* What you need to do *
Where does the string "true" occur in the records? Copy each line that holds it.

* Material for the task *
※ ※ ※
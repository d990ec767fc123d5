//! Shared types used across numalign crates.

use std::fmt;
use std::str::FromStr;

use serde::{Deserialize, Serialize};

use crate::error::TopologyError;
use crate::mask::{AffinityMask, NumaNodes};

/// Reason code carried by every rejecting [`AdmissionResult`].
pub const TOPOLOGY_AFFINITY_ERROR: &str = "TopologyAffinityError";

/// A provider's opinion on where a resource could be placed.
///
/// `preferred` marks the affinity as optimal for the provider, as opposed
/// to merely possible.
#[derive(Debug, Clone, Copy, PartialEq, Eq, Hash, Serialize, Deserialize)]
pub struct TopologyHint {
    pub affinity: AffinityMask,
    pub preferred: bool,
}

impl TopologyHint {
    pub fn new(affinity: AffinityMask, preferred: bool) -> Self {
        Self {
            affinity,
            preferred,
        }
    }

    /// "Anywhere is fine": the full universe, preferred.
    ///
    /// Stands in for providers that reported no hints.
    pub fn unconstrained(nodes: &NumaNodes) -> Self {
        Self::new(nodes.full_mask(), true)
    }

    /// The worst possible hint: no node, not preferred.
    pub fn unsatisfiable() -> Self {
        Self::new(AffinityMask::empty(), false)
    }
}

impl fmt::Display for TopologyHint {
    fn fmt(&self, f: &mut fmt::Formatter<'_>) -> fmt::Result {
        write!(f, "{{affinity: {}, preferred: {}}}", self.affinity, self.preferred)
    }
}

/// Admit / reject verdict handed back to the pod admission pipeline.
#[derive(Debug, Clone, PartialEq, Eq, Serialize, Deserialize)]
pub struct AdmissionResult {
    pub admit: bool,
    pub reason: Option<String>,
}

impl AdmissionResult {
    pub fn admit() -> Self {
        Self {
            admit: true,
            reason: None,
        }
    }

    /// Reject, prefixing the message with [`TOPOLOGY_AFFINITY_ERROR`].
    pub fn reject(message: impl AsRef<str>) -> Self {
        Self {
            admit: false,
            reason: Some(format!("{TOPOLOGY_AFFINITY_ERROR}: {}", message.as_ref())),
        }
    }

    pub fn is_admitted(&self) -> bool {
        self.admit
    }

    pub fn reason(&self) -> Option<&str> {
        self.reason.as_deref()
    }
}

/// Which alignment policy a node runs. Chosen once at startup.
#[derive(Debug, Clone, Copy, PartialEq, Eq, Hash, Default, Serialize, Deserialize)]
#[serde(rename_all = "kebab-case")]
pub enum PolicyKind {
    /// Alignment administratively disabled.
    #[default]
    None,
    /// Compute the best alignment, admit regardless.
    BestEffort,
    /// Admit only when every provider agrees on a preferred alignment.
    Restricted,
    /// Like `Restricted`, limited to a single NUMA node.
    SingleNumaNode,
}

impl PolicyKind {
    pub const ALL: [PolicyKind; 4] = [
        PolicyKind::None,
        PolicyKind::BestEffort,
        PolicyKind::Restricted,
        PolicyKind::SingleNumaNode,
    ];

    /// Stable identifier used in config files, logs and metrics.
    pub fn name(&self) -> &'static str {
        match self {
            PolicyKind::None => "none",
            PolicyKind::BestEffort => "best-effort",
            PolicyKind::Restricted => "restricted",
            PolicyKind::SingleNumaNode => "single-numa-node",
        }
    }
}

impl fmt::Display for PolicyKind {
    fn fmt(&self, f: &mut fmt::Formatter<'_>) -> fmt::Result {
        f.write_str(self.name())
    }
}

impl FromStr for PolicyKind {
    type Err = TopologyError;

    fn from_str(s: &str) -> Result<Self, Self::Err> {
        PolicyKind::ALL
            .into_iter()
            .find(|kind| kind.name() == s)
            .ok_or_else(|| TopologyError::UnknownPolicy(s.to_string()))
    }
}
※ ※ ※
* Exercise response *
        Self::new(nodes.full_mask(), true)
            admit: true,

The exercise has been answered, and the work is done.